Data entries
//! DEX simulation scraper.
//!
//! Instead of observing real swaps, the scraper periodically asks an
//! on-chain router what a fixed-size swap would return and emits the
//! implied price as a synthetic trade. Pool metadata (token symbols,
//! decimals) is resolved once at startup through read-only contract calls.

use crate::{ScraperError, ScraperResult};
use async_trait::async_trait;
use chrono::Utc;
use feeder_models::exchange::SIMULATION_EXCHANGE;
use feeder_models::{Asset, Exchange, Pool, Trade};
use std::sync::Arc;
use std::time::Duration;
use tokio::sync::mpsc;
use tokio_util::sync::CancellationToken;
use tracing::{error, info, warn};

/// Quote cadence.
const QUOTE_INTERVAL: Duration = Duration::from_secs(10);
/// Swap input: 1000 units of the base (stable) token.
const AMOUNT_IN: f64 = 1000.0;

/// Read-only view of a pool for simulated swaps.
///
/// Implementations live next to the chain client; the scraper only needs
/// token metadata and a hypothetical swap output.
#[async_trait]
pub trait SwapQuoter: Send + Sync {
    /// Resolve the pool's `(quote, base)` assets, including decimals.
    async fn pool_assets(&self, pool: &Pool) -> ScraperResult<(Asset, Asset)>;

    /// Units of @quote received for @amount_in units of @base.
    async fn amount_out(
        &self,
        pool: &Pool,
        base: &Asset,
        quote: &Asset,
        amount_in: f64,
    ) -> ScraperResult<f64>;
}

pub async fn run(
    pools: Vec<Pool>,
    quoter: Arc<dyn SwapQuoter>,
    trades_tx: mpsc::Sender<Trade>,
    shutdown: CancellationToken,
) -> ScraperResult<()> {
    info!(pools = pools.len(), "Started simulation scraper");

    // Resolve pool metadata once.
    let mut resolved = Vec::with_capacity(pools.len());
    for pool in &pools {
        match quoter.pool_assets(pool).await {
            Ok((quote, base)) => resolved.push((pool.clone(), quote, base)),
            Err(e) => warn!(pool = %pool.address, error = %e, "Skipping pool, metadata lookup failed"),
        }
    }

    let mut ticker = tokio::time::interval(QUOTE_INTERVAL);
    ticker.tick().await; // the immediate first tick

    loop {
        tokio::select! {
            () = shutdown.cancelled() => return Ok(()),
            _ = ticker.tick() => {
                for (pool, quote, base) in &resolved {
                    match quote_pool(quoter.as_ref(), pool, quote, base).await {
                        Ok(trade) => {
                            if trades_tx.send(trade).await.is_err() {
                                return Err(ScraperError::ChannelClosed);
                            }
                        }
                        Err(e) => error!(pool = %pool.address, error = %e, "Pool quote failed"),
                    }
                }
            }
        }
    }
}

async fn quote_pool(
    quoter: &dyn SwapQuoter,
    pool: &Pool,
    quote: &Asset,
    base: &Asset,
) -> ScraperResult<Trade> {
    let amount_out = quoter.amount_out(pool, base, quote, AMOUNT_IN).await?;
    if amount_out <= 0.0 {
        return Err(ScraperError::PoolQuote {
            pool: pool.address.clone(),
            reason: format!("non-positive amount out: {amount_out}"),
        });
    }
    Ok(Trade {
        quote_token: quote.clone(),
        base_token: base.clone(),
        price: AMOUNT_IN / amount_out,
        volume: amount_out,
        time: Utc::now(),
        exchange: Exchange::decentralized(SIMULATION_EXCHANGE, &pool.blockchain),
        foreign_trade_id: String::new(),
        pool_address: pool.address.clone(),
    })
}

WHAT YOU WILL DO >>
Copy out each line of the data that has the word "ticker" in it.

TASK RESULT >>
    let mut ticker = tokio::time::interval(QUOTE_INTERVAL);
    ticker.tick().await; // the immediate first tick
            _ = ticker.tick() => {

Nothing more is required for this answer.